The German army suffered a catastrophic defeat at the six-month battle of Stalingrad, which ended in February 1943. This forced many Germans to the conclusion that without active foreign help, the war would be lost, which required a fundamentally new approach to the Reich’s administration in Europe. To implement such a revision, resisted by the highest state leadership, advocates needed a vehicle, an organized bloc. They found it in the Waffen SS.
The European Mission
Early in the war against Russia, Hitler spoke of the need for Europeans to overcome nationalist proclivities:
“The threat from the east alone, with the danger of reducing everyone to the Bolshevik-Asiatic plane, which would mean the destruction of all basis of European civilization, compels us to unify. But so far, every nation is only thinking of itself and not in a European context. To overcome Marxism, our objective must be the Germanic social revolution.”[94]
A prominent journalist and former Waffen SS lieutenant, Hans Schwarz van Berk, wrote later:
“Only as the foreign formations with their explicitly European will, anchored in the SS as the concept of a European fighting elite, gained acceptance did things change. The German SS had to correspondingly adjust its perception. This experience made it clear that the old points of departure of German policy were too provincial to realize the European revival in a voluntary spirit of freedom, so passionately striven for by activist, optimistic younger elements from among the European peoples… This war’s fury demanded more than hired mercenaries. It demanded constructive, common goals and binding, idealistic motives of the fighters.”[95]
Germanic volunteers in the Reich’s service did not consider themselves to be in a subordinate role. “We fought neither for Germany nor for Hitler, but for a much greater idea; the creation of a united states of Europe,” wrote Degrelle,[96] and:
“We were all unified by the same will: Honorably represent our nation among the 30 that came to fight. Do our duty, since we fought for Europe. Gain an honorable place for our fatherland in the continental community that would evolve from the war, and finally, create combat units whose value guaranteed achieving social justice, when we ultimately returned home after the end of hostilities.”[97]
The Swiss SS man Heinrich Büeler recalled:
“Regarding the restructuring of Europe after the war, there was no program. This question was nevertheless often discussed in the Waffen SS… We were certain that the camaraderie that joined Germanics and Europeans fighting together in the Waffen SS against Asiatic Bolshevism would lead to reforming Europe in the same spirit.”
The Swiss journalist François Lobsiger considered the men “political soldiers in the loftiest sense,” fighting to achieve a “strong, unified, and brotherly Europe.”[98] The historian Lothar Greil summarized:
“With the beginning of the Russian campaign, a decisive mental awareness developed within the Waffen SS: The fight for freedom for the realm of all Germans became a struggle for the freedom of the European family of nations. The common cause of volunteers from throughout Europe reinforced this ideal as one which was worth making sacrifices for.”[99]

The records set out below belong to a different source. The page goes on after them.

use crate::ast;
use crate::loc;
use crate::schema::NamedTypeDefLocation;
use crate::schema::OperationKind;
use crate::schema::SchemaBuildError;
use crate::schema::SchemaFileError;
use crate::schema::SchemaType;
use crate::schema::SchemaTypeGraph;
use crate::schema::TypesMapBuilder;
use crate::schema::type_builders::EnumTypeBuilder;
use crate::schema::type_builders::InputObjectTypeBuilder;
use crate::schema::type_builders::InterfaceTypeBuilder;
use crate::schema::type_builders::ObjectTypeBuilder;
use crate::schema::type_builders::ScalarTypeBuilder;
use crate::schema::type_builders::TypeBuilder;
use crate::schema::type_builders::UnionTypeBuilder;
use std::path::Path;

type Result<T> = std::result::Result<T, SchemaBuildError>;

/// Utility for building a [`SchemaTypeGraph`] from one or more SDL documents.
///
/// ```
/// use schema_inspector_core::schema::SchemaGraphBuilder;
///
/// let graph = SchemaGraphBuilder::new()
///     .load_str(None, "type Query { books: [Book!]! }")?
///     .load_str(None, "type Book { title: String! }")?
///     .build()?;
///
/// assert!(graph.has_type("Book"));
/// # Ok::<(), schema_inspector_core::schema::SchemaBuildError>(())
/// ```
#[derive(Debug)]
pub struct SchemaGraphBuilder {
    enum_builder: EnumTypeBuilder,
    inputobject_builder: InputObjectTypeBuilder,
    interface_builder: InterfaceTypeBuilder,
    mutation_type: Option<NamedTypeDefLocation>,
    object_builder: ObjectTypeBuilder,
    query_type: Option<NamedTypeDefLocation>,
    scalar_builder: ScalarTypeBuilder,
    subscription_type: Option<NamedTypeDefLocation>,
    types_map_builder: TypesMapBuilder,
    union_builder: UnionTypeBuilder,
}
impl SchemaGraphBuilder {
    pub fn build(mut self) -> Result<SchemaTypeGraph> {
        self.enum_builder.finalize(&mut self.types_map_builder)?;
        self.inputobject_builder.finalize(&mut self.types_map_builder)?;
        self.interface_builder.finalize(&mut self.types_map_builder)?;
        self.object_builder.finalize(&mut self.types_map_builder)?;
        self.scalar_builder.finalize(&mut self.types_map_builder)?;
        self.union_builder.finalize(&mut self.types_map_builder)?;

        let query_type = Self::resolve_operation_type(
            &self.types_map_builder,
            OperationKind::Query,
            self.query_type.take(),
        )?.ok_or(SchemaBuildError::NoQueryOperationTypeDefined)?;
        let mutation_type = Self::resolve_operation_type(
            &self.types_map_builder,
            OperationKind::Mutation,
            self.mutation_type.take(),
        )?;
        let subscription_type = Self::resolve_operation_type(
            &self.types_map_builder,
            OperationKind::Subscription,
            self.subscription_type.take(),
        )?;

        let types = self.types_map_builder.into_types_map()?;
        log::debug!(
            "Built schema type graph with {} types (query: `{query_type}`).",
            types.len(),
        );

        Ok(SchemaTypeGraph {
            mutation_type,
            query_type,
            subscription_type,
            types,
        })
    }

    pub fn new() -> Self {
        Self {
            enum_builder: EnumTypeBuilder::new(),
            inputobject_builder: InputObjectTypeBuilder::new(),
            interface_builder: InterfaceTypeBuilder::new(),
            mutation_type: None,
            object_builder: ObjectTypeBuilder::new(),
            query_type: None,
            scalar_builder: ScalarTypeBuilder::new(),
            subscription_type: None,
            types_map_builder: TypesMapBuilder::new(),
            union_builder: UnionTypeBuilder::new(),
        }
    }

    pub fn load_file(self, file_path: impl AsRef<Path>) -> Result<Self> {
        self.load_files(vec![file_path])
    }

    pub fn load_files(
        mut self,
        file_paths: Vec<impl AsRef<Path>>,
    ) -> Result<Self> {
        for file_path in file_paths {
            let file_path = file_path.as_ref();
            let file_content = SchemaFileError::read(file_path)?;
            self = self.load_str(Some(file_path), file_content.as_str())?;
        }
        Ok(self)
    }

    pub fn load_str(
        mut self,
        file_path: Option<&Path>,
        content: &str,
    ) -> Result<Self> {
        let ast_doc =
            graphql_parser::schema::parse_schema::<String>(content)
                .map_err(|err| SchemaBuildError::ParseError {
                    file: file_path.map(Path::to_path_buf),
                    err: err.to_string(),
                })?.into_static();

        log::trace!(
            "Parsed {} definitions from {:?}.",
            ast_doc.definitions.len(),
            file_path,
        );
        for def in ast_doc.definitions {
            self.visit_ast_def(file_path, def)?;
        }

        Ok(self)
    }

    /// An explicit `schema { .. }` declaration wins; otherwise an object type
    /// with the conventional root name is used if one exists.
    fn resolve_operation_type(
        types_map_builder: &TypesMapBuilder,
        operation: OperationKind,
        declared: Option<NamedTypeDefLocation>,
    ) -> Result<Option<String>> {
        match declared {
            Some(typedef_loc) => match types_map_builder.get_type(&typedef_loc.type_name) {
                Some(SchemaType::Object(_)) => Ok(Some(typedef_loc.type_name)),
                _ => Err(SchemaBuildError::InvalidOperationType {
                    operation,
                    type_name: typedef_loc.type_name,
                }),
            },

            None => match types_map_builder.get_type(operation.default_type_name()) {
                Some(SchemaType::Object(_)) =>
                    Ok(Some(operation.default_type_name().to_string())),
                _ => Ok(None),
            },
        }
    }

    fn visit_ast_def(
        &mut self,
        file_path: Option<&Path>,
        def: ast::schema::Definition,
    ) -> Result<()> {
        use ast::schema::Definition;
        match def {
            Definition::SchemaDefinition(schema_def) =>
                self.visit_ast_schemablock_def(file_path, schema_def),
            Definition::TypeDefinition(type_def) =>
                self.visit_ast_type_def(file_path, type_def),
            Definition::TypeExtension(type_ext) =>
                self.visit_ast_type_extension(file_path, type_ext),
            // Directives carry no information about field coverage.
            Definition::DirectiveDefinition(_) => Ok(()),
        }
    }

    fn visit_ast_schemablock_def(
        &mut self,
        file_path: Option<&Path>,
        schema_def: ast::schema::SchemaDefinition,
    ) -> Result<()> {
        let def_location: loc::SourceLocation =
            loc::FilePosition::from_pos(file_path, schema_def.position).into();

        let declarations = [
            (OperationKind::Query, schema_def.query),
            (OperationKind::Mutation, schema_def.mutation),
            (OperationKind::Subscription, schema_def.subscription),
        ];
        for (operation, type_name) in declarations {
            let Some(type_name) = type_name else { continue };
            let typedef_loc = NamedTypeDefLocation {
                def_location: def_location.to_owned(),
                type_name,
            };
            let slot = match operation {
                OperationKind::Query => &mut self.query_type,
                OperationKind::Mutation => &mut self.mutation_type,
                OperationKind::Subscription => &mut self.subscription_type,
            };
            if let Some(existing_typedef_loc) = slot.as_ref() {
                return Err(SchemaBuildError::DuplicateOperationDefinition {
                    operation,
                    location1: existing_typedef_loc.to_owned(),
                    location2: typedef_loc,
                });
            }
            *slot = Some(typedef_loc);
        }

        Ok(())
    }

    fn visit_ast_type_def(
        &mut self,
        file_path: Option<&Path>,
        type_def: ast::schema::TypeDefinition,
    ) -> Result<()> {
        use ast::schema::TypeDefinition;
        match type_def {
            TypeDefinition::Enum(enum_def) =>
                self.enum_builder.visit_type_def(
                    &mut self.types_map_builder,
                    file_path,
                    enum_def,
                ),

            TypeDefinition::InputObject(inputobj_def) =>
                self.inputobject_builder.visit_type_def(
                    &mut self.types_map_builder,
                    file_path,
                    inputobj_def,
                ),

            TypeDefinition::Interface(iface_def) =>
                self.interface_builder.visit_type_def(
                    &mut self.types_map_builder,
                    file_path,
                    iface_def,
                ),

            TypeDefinition::Object(obj_def) =>
                self.object_builder.visit_type_def(
                    &mut self.types_map_builder,
                    file_path,
                    obj_def,
                ),

            TypeDefinition::Scalar(scalar_def) =>
                self.scalar_builder.visit_type_def(
                    &mut self.types_map_builder,
                    file_path,
                    scalar_def,
                ),

            TypeDefinition::Union(union_def) =>
                self.union_builder.visit_type_def(
                    &mut self.types_map_builder,
                    file_path,
                    union_def,
                ),
        }
    }

    fn visit_ast_type_extension(
        &mut self,
        file_path: Option<&Path>,
        ext: ast::schema::TypeExtension,
    ) -> Result<()> {
        use ast::schema::TypeExtension;
        match ext {
            TypeExtension::Enum(enum_ext) =>
                self.enum_builder.visit_type_extension(
                    &mut self.types_map_builder,
                    file_path,
                    enum_ext,
                ),

            TypeExtension::InputObject(inputobj_ext) =>
                self.inputobject_builder.visit_type_extension(
                    &mut self.types_map_builder,
                    file_path,
                    inputobj_ext,
                ),

            TypeExtension::Interface(iface_ext) =>
                self.interface_builder.visit_type_extension(
                    &mut self.types_map_builder,
                    file_path,
                    iface_ext,
                ),

            TypeExtension::Object(obj_ext) =>
                self.object_builder.visit_type_extension(
                    &mut self.types_map_builder,
                    file_path,
                    obj_ext,
                ),

            TypeExtension::Scalar(scalar_ext) =>
                self.scalar_builder.visit_type_extension(
                    &mut self.types_map_builder,
                    file_path,
                    scalar_ext,
                ),

            TypeExtension::Union(union_ext) =>
                self.union_builder.visit_type_extension(
                    &mut self.types_map_builder,
                    file_path,
                    union_ext,
                ),
        }
    }
}
impl Default for SchemaGraphBuilder {
    fn default() -> Self {
        Self::new()
    }
}
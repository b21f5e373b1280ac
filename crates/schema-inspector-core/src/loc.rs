use std::path::Path;
use std::path::PathBuf;

/// Very similar to graphql_parser's [Pos](graphql_parser::Pos), except it
/// includes the (optional) path to the file the position was read from.
#[derive(Clone, Debug, PartialEq, Eq, serde::Serialize)]
pub struct FilePosition {
    pub col: usize,
    pub file: Option<PathBuf>,
    pub line: usize,
}
impl FilePosition {
    pub(crate) fn from_pos<P: AsRef<Path>>(
        file: Option<P>,
        pos: graphql_parser::Pos,
    ) -> Self {
        Self {
            col: pos.column,
            file: file.map(|f| f.as_ref().to_path_buf()),
            line: pos.line,
        }
    }
}
impl std::fmt::Display for FilePosition {
    fn fmt(&self, f: &mut std::fmt::Formatter<'_>) -> std::fmt::Result {
        match &self.file {
            Some(file) => write!(f, "{}:{}:{}", file.display(), self.line, self.col),
            None => write!(f, "<str>:{}:{}", self.line, self.col),
        }
    }
}

/// Where a schema type, field, or type reference was defined.
#[derive(Clone, Debug, PartialEq, Eq, serde::Serialize)]
pub enum SourceLocation {
    GraphQLBuiltIn,
    Schema(FilePosition),
}
impl std::convert::From<FilePosition> for SourceLocation {
    fn from(value: FilePosition) -> Self {
        Self::Schema(value)
    }
}
impl std::fmt::Display for SourceLocation {
    fn fmt(&self, f: &mut std::fmt::Formatter<'_>) -> std::fmt::Result {
        match self {
            Self::GraphQLBuiltIn => write!(f, "<builtin>"),
            Self::Schema(pos) => pos.fmt(f),
        }
    }
}
use crate::controller::ControllerMethod;
use crate::controller::ControllerRegistry;
use crate::host::HostType;
use crate::host::HostTypeRegistry;
use crate::host::WrapperTypes;
use crate::inspect::InterfaceFieldPolicy;
use crate::resolver::ClassResolver;
use crate::schema::FieldCoordinate;
use crate::schema::SchemaTypeGraph;
use indexmap::IndexMap;
use std::collections::HashMap;

/// Everything a single inspection run reads from, plus the per-run cache of
/// resolved host type candidates.
pub(crate) struct InspectionContext<'a> {
    candidate_cache: HashMap<(String, Option<String>), Vec<&'a HostType>>,
    pub class_resolver: &'a dyn ClassResolver,
    pub controllers: IndexMap<FieldCoordinate, &'a ControllerMethod>,
    pub interface_field_policy: InterfaceFieldPolicy,
    pub registry: &'a HostTypeRegistry,
    pub schema: &'a SchemaTypeGraph,
    pub wrapper_types: &'a WrapperTypes,
}
impl<'a> InspectionContext<'a> {
    /// The registered host types that may back `schema_type_name` when it is
    /// reached through a signature declaring `declared`.
    ///
    /// Each (schema type, declared host type) pair is resolved once per run.
    pub fn candidates(
        &mut self,
        schema_type_name: &str,
        declared: Option<&'a HostType>,
    ) -> Vec<&'a HostType> {
        let key = (
            schema_type_name.to_string(),
            declared.map(|host_type| host_type.path().to_string()),
        );
        if let Some(candidates) = self.candidate_cache.get(&key) {
            return candidates.clone();
        }

        let registry = self.registry;
        let candidates: Vec<&'a HostType> = self.class_resolver
            .resolve_class(schema_type_name, declared, registry)
            .unwrap_or_default()
            .iter()
            .filter_map(|path| {
                let host_type = registry.get(path);
                if host_type.is_none() {
                    log::warn!(
                        "class resolution for `{schema_type_name}` produced \
                        unregistered host type `{path}`",
                    );
                }
                host_type
            })
            .collect();

        log::trace!(
            "candidates for `{schema_type_name}` (declared {:?}): {:?}",
            key.1,
            candidates.iter().map(|c| c.path()).collect::<Vec<_>>(),
        );
        self.candidate_cache.insert(key, candidates.clone());
        candidates
    }

    pub fn new(
        schema: &'a SchemaTypeGraph,
        controllers: &'a ControllerRegistry,
        registry: &'a HostTypeRegistry,
        class_resolver: &'a dyn ClassResolver,
        interface_field_policy: InterfaceFieldPolicy,
        wrapper_types: &'a WrapperTypes,
    ) -> Self {
        Self {
            candidate_cache: HashMap::new(),
            class_resolver,
            controllers: controllers.coordinate_map(schema),
            interface_field_policy,
            registry,
            schema,
            wrapper_types,
        }
    }
}
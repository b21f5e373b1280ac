use crate::controller::ControllerMethod;
use crate::controller::ControllerRegistry;
use crate::controller::ControllerRegistryError;
use crate::controller::MappingTarget;
use crate::schema::FieldCoordinate;
use crate::schema::OperationKind;
use indexmap::IndexMap;

type Result<T> = std::result::Result<T, ControllerRegistryError>;

/// Collects controller method registrations.
///
/// ```
/// use schema_inspector_core::controller::ControllerMethod;
/// use schema_inspector_core::controller::ControllerRegistry;
/// use schema_inspector_core::host::HostTypeRef;
///
/// let controllers = ControllerRegistry::builder()
///     .query("books", ControllerMethod::new(
///         "BookController",
///         "books",
///         "Vec<library::Book>".parse().unwrap(),
///     ))?
///     .schema_mapping("Book", "author", ControllerMethod::new(
///         "BookController",
///         "author",
///         HostTypeRef::named("library::Author"),
///     ))?
///     .build();
///
/// assert_eq!(controllers.len(), 2);
/// # Ok::<(), schema_inspector_core::controller::ControllerRegistryError>(())
/// ```
#[derive(Debug, Default)]
pub struct ControllerRegistryBuilder {
    mappings: IndexMap<MappingTarget, ControllerMethod>,
}
impl ControllerRegistryBuilder {
    pub fn build(self) -> ControllerRegistry {
        ControllerRegistry {
            mappings: self.mappings,
        }
    }

    /// Registers a method against a `Type.field` coordinate string.
    pub fn coordinate(self, coordinate: &str, method: ControllerMethod) -> Result<Self> {
        let coordinate = FieldCoordinate::parse(coordinate).ok_or_else(
            || ControllerRegistryError::InvalidCoordinate {
                coordinate: coordinate.to_string(),
            },
        )?;
        self.register(MappingTarget::Field(coordinate), method)
    }

    pub fn mutation(self, field_name: &str, method: ControllerMethod) -> Result<Self> {
        self.operation(OperationKind::Mutation, field_name, method)
    }

    pub fn new() -> Self {
        Self::default()
    }

    pub fn operation(
        self,
        operation: OperationKind,
        field_name: &str,
        method: ControllerMethod,
    ) -> Result<Self> {
        self.register(MappingTarget::Operation {
            field_name: field_name.to_string(),
            operation,
        }, method)
    }

    pub fn query(self, field_name: &str, method: ControllerMethod) -> Result<Self> {
        self.operation(OperationKind::Query, field_name, method)
    }

    pub fn register(
        mut self,
        target: MappingTarget,
        method: ControllerMethod,
    ) -> Result<Self> {
        if let Some(existing) = self.mappings.get(&target) {
            return Err(ControllerRegistryError::DuplicateMapping {
                existing_method: existing.to_string(),
                new_method: method.to_string(),
                target,
            });
        }
        log::trace!("registering `{method}` for `{target}`");
        self.mappings.insert(target, method);
        Ok(self)
    }

    pub fn schema_mapping(
        self,
        type_name: &str,
        field_name: &str,
        method: ControllerMethod,
    ) -> Result<Self> {
        self.register(
            MappingTarget::Field(FieldCoordinate::new(type_name, field_name)),
            method,
        )
    }

    pub fn subscription(self, field_name: &str, method: ControllerMethod) -> Result<Self> {
        self.operation(OperationKind::Subscription, field_name, method)
    }
}
use crate::schema::FieldCoordinate;

/// A controller method registered for a field the schema doesn't define.
#[derive(Clone, Debug, Eq, Hash, PartialEq, serde::Serialize)]
pub struct UnmappedRegistration {
    pub(crate) field_coordinate: FieldCoordinate,
    pub(crate) method: String,
}
impl UnmappedRegistration {
    pub fn field_coordinate(&self) -> &FieldCoordinate {
        &self.field_coordinate
    }

    pub fn method(&self) -> &str {
        self.method.as_str()
    }
}
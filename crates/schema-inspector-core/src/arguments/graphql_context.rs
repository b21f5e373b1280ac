use std::any::Any;
use std::collections::HashMap;
use std::sync::Arc;

/// A value stored in a [`GraphQLContext`]. Values are shared, never copied:
/// resolving an argument hands back the same allocation that was stored.
pub type ContextValue = Arc<dyn Any + Send + Sync>;

/// A string-keyed map of arbitrary values attached to a GraphQL request.
#[derive(Clone, Default)]
pub struct GraphQLContext {
    values: HashMap<String, ContextValue>,
}
impl GraphQLContext {
    pub fn contains_key(&self, key: &str) -> bool {
        self.values.contains_key(key)
    }

    pub fn get(&self, key: &str) -> Option<&ContextValue> {
        self.values.get(key)
    }

    /// Looks up a value and downcasts it to `T`.
    pub fn get_as<T: Any>(&self, key: &str) -> Option<&T> {
        self.values.get(key)?.downcast_ref::<T>()
    }

    pub fn insert(&mut self, key: impl Into<String>, value: impl Any + Send + Sync) -> &mut Self {
        self.insert_shared(key, Arc::new(value))
    }

    /// Stores an already-shared value. Resolving `key` later returns a clone
    /// of this exact `Arc`.
    pub fn insert_shared(&mut self, key: impl Into<String>, value: ContextValue) -> &mut Self {
        self.values.insert(key.into(), value);
        self
    }

    pub fn is_empty(&self) -> bool {
        self.values.is_empty()
    }

    pub fn keys(&self) -> impl Iterator<Item = &str> {
        self.values.keys().map(String::as_str)
    }

    pub fn len(&self) -> usize {
        self.values.len()
    }

    pub fn new() -> Self {
        Self::default()
    }

    pub fn with(mut self, key: impl Into<String>, value: impl Any + Send + Sync) -> Self {
        self.insert(key, value);
        self
    }

    pub fn with_shared(mut self, key: impl Into<String>, value: ContextValue) -> Self {
        self.insert_shared(key, value);
        self
    }
}
impl std::fmt::Debug for GraphQLContext {
    fn fmt(&self, f: &mut std::fmt::Formatter<'_>) -> std::fmt::Result {
        let mut keys = self.values.keys().collect::<Vec<_>>();
        keys.sort();
        f.debug_struct("GraphQLContext")
            .field("keys", &keys)
            .finish()
    }
}
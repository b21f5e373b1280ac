use crate::loc;
use std::marker::PhantomData;
use thiserror::Error;

/// A strongly-typed, `String`-named reference to a `TResource` stored within
/// some other data-store (`TSource`) without holding a borrow of that
/// data-store.
///
/// [`SchemaField`](crate::schema::SchemaField)s and
/// [`UnionType`](crate::schema::UnionType) members store [`NamedRef`]s to the
/// [`SchemaType`](crate::schema::SchemaType)s they point at, which lets a
/// [`SchemaTypeGraph`](crate::schema::SchemaTypeGraph) own every type
/// (including cyclic references between them) without self-references.
#[derive(Clone, Debug, PartialEq)]
pub struct NamedRef<TSource, TResource: DerefByName<Source=TSource>> {
    name: String,
    phantom: PhantomData<TResource>,
    ref_location: loc::SourceLocation,
}
impl<TSource, TResource: DerefByName<Source=TSource>> NamedRef<TSource, TResource> {
    pub fn deref<'a>(
        &self,
        source: &'a TSource,
    ) -> Result<&'a TResource, DerefByNameError> {
        TResource::deref_name(source, self.name.as_str())
    }

    pub fn name(&self) -> &str {
        self.name.as_str()
    }

    pub fn new(
        name: impl AsRef<str>,
        ref_location: loc::SourceLocation,
    ) -> NamedRef<TSource, TResource> {
        NamedRef {
            name: name.as_ref().to_string(),
            phantom: PhantomData,
            ref_location,
        }
    }

    pub fn ref_location(&self) -> &loc::SourceLocation {
        &self.ref_location
    }
}

/// Implement this trait for any type that can be looked up by name within
/// some `Source`. This enables [`NamedRef`]s that point at that type.
pub trait DerefByName: Clone + core::fmt::Debug {
    type Source;

    fn deref_name<'a>(
        source: &'a Self::Source,
        name: &str,
    ) -> Result<&'a Self, DerefByNameError> where Self: Sized;
}

#[derive(Clone, Debug, Error, PartialEq)]
pub enum DerefByNameError {
    #[error("No definition found for `{0}`")]
    DanglingReference(String),
}
/// Whether a [`HostType`](crate::host::HostType) can be instantiated
/// directly.
///
/// `Abstract` host types stand in for traits and sealed enums: they may be
/// declared as a controller's return type, but the value actually returned
/// is always one of their concrete implementations.
#[derive(Clone, Copy, Debug, Default, Eq, Hash, PartialEq, serde::Deserialize, serde::Serialize)]
#[serde(rename_all = "snake_case")]
pub enum HostTypeKind {
    Abstract,
    #[default]
    Concrete,
}
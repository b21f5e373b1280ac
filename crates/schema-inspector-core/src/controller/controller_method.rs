use crate::host::DescribeHostTypeRef;
use crate::host::HostTypeRef;

/// A handler method registered to fetch the data for one schema field.
///
/// Only the parts of the method signature that matter to inspection are
/// recorded: the declared return type and the names of the arguments bound
/// from the field's GraphQL arguments.
#[derive(Clone, Debug, PartialEq, serde::Deserialize, serde::Serialize)]
pub struct ControllerMethod {
    #[serde(default)]
    arguments: Vec<String>,
    controller: String,
    name: String,
    return_type: HostTypeRef,
}
impl ControllerMethod {
    /// Names of the method parameters bound to GraphQL field arguments.
    pub fn arguments(&self) -> &[String] {
        self.arguments.as_slice()
    }

    pub fn controller(&self) -> &str {
        self.controller.as_str()
    }

    pub fn name(&self) -> &str {
        self.name.as_str()
    }

    pub fn new(
        controller: impl Into<String>,
        name: impl Into<String>,
        return_type: HostTypeRef,
    ) -> Self {
        Self {
            arguments: vec![],
            controller: controller.into(),
            name: name.into(),
            return_type,
        }
    }

    /// A method whose return type is described by `T`.
    pub fn returning<T: DescribeHostTypeRef + ?Sized>(
        controller: impl Into<String>,
        name: impl Into<String>,
    ) -> Self {
        Self::new(controller, name, T::describe_host_type_ref())
    }

    pub fn return_type(&self) -> &HostTypeRef {
        &self.return_type
    }

    pub fn with_argument(mut self, name: impl Into<String>) -> Self {
        self.arguments.push(name.into());
        self
    }
}
impl std::fmt::Display for ControllerMethod {
    fn fmt(&self, f: &mut std::fmt::Formatter<'_>) -> std::fmt::Result {
        write!(f, "{}::{}", self.controller, self.name)
    }
}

The French historian Henri Landemer observed:
“During the winter of 1943/44, the Waffen SS completed its great transformation. Its soldiers came from over 30 nations, and the old national pride was about to vanish from the earth in favor of the new Reich. The Reich is no longer Germany but Europe.”[100]
Himmler, primarily involved in law enforcement, intelligence gathering and counter-espionage, initially envisioned a post-war Europe with Germany dominant. He harbored a colonial attitude toward the East. Influenced not only by the deteriorating military situation but by many letters he received from soldiers of the Waffen SS, he gradually abandoned this imperialistic viewpoint. In a 1943 speech to NSDAP officials in Posen, he described the brotherhood in arms of the Wiking Division, in which Germans and non-Germans served together, as the basis for the greater Germanic Reich to come.
When a local party functionary refused to approve the application for marriage of a Germanic volunteer to a German woman, Himmler reacted sharply. On October 4, 1943, he sent a letter to Bormann arguing:
“If on one hand the Reichsführer SS (Himmler’s title) is supposed to recruit Flemish, Dutch, and other Germanics to fight and die for the greater Germanic Reich and in return declare that they have equal rights, then marriage to the sisters and daughters of these Germanics, or of a German maiden to a member of these Germanic peoples, cannot be forbidden.”
Demanding that the NSDAP’s Racial Policy Office be deprived of the authority to license marriages, Himmler added:
“It makes no sense for me to try for years, under difficult circumstances, to animate a Germanic idea and win people for it, while other offices in Germany thoughtlessly and categorically make it all for nothing.”[101]
Despite the authority of his office, Himmler was navigating precarious waters. He advocated a European commonwealth, challenging official “Germany first” programs and NSDAP dogma. “He became the most demonstrative critic of this policy and tacitly the most significant enemy of all supporters and defenders of this policy,” stated Schwarz van Berk.[102] Himmler began gaining the upper hand early in 1943. In February, the Reich’s Chancery granted him supervision over all “mutual ethnic-Germanic affairs” in the occupied countries. German officials could no longer act on related issues unless “in agreement with the Reichsführer SS.” The historian Seidler observed:
“To shape the new order in Europe after the war, the SS had an optimal starting position in competition with organs of the NSDAP.”[103]
The SS planned to establish a European union with close economic cooperation and a universal currency system, without German domination. “The loyalty of the foreign SS men gave Himmler more weight … in opposing official German policy. These men were not in the slightest degree of a subservient nature,” wrote Schwarz van Berk.[104] Eventually non-Germans became the majority in half of the SS combat divisions in active service.[105]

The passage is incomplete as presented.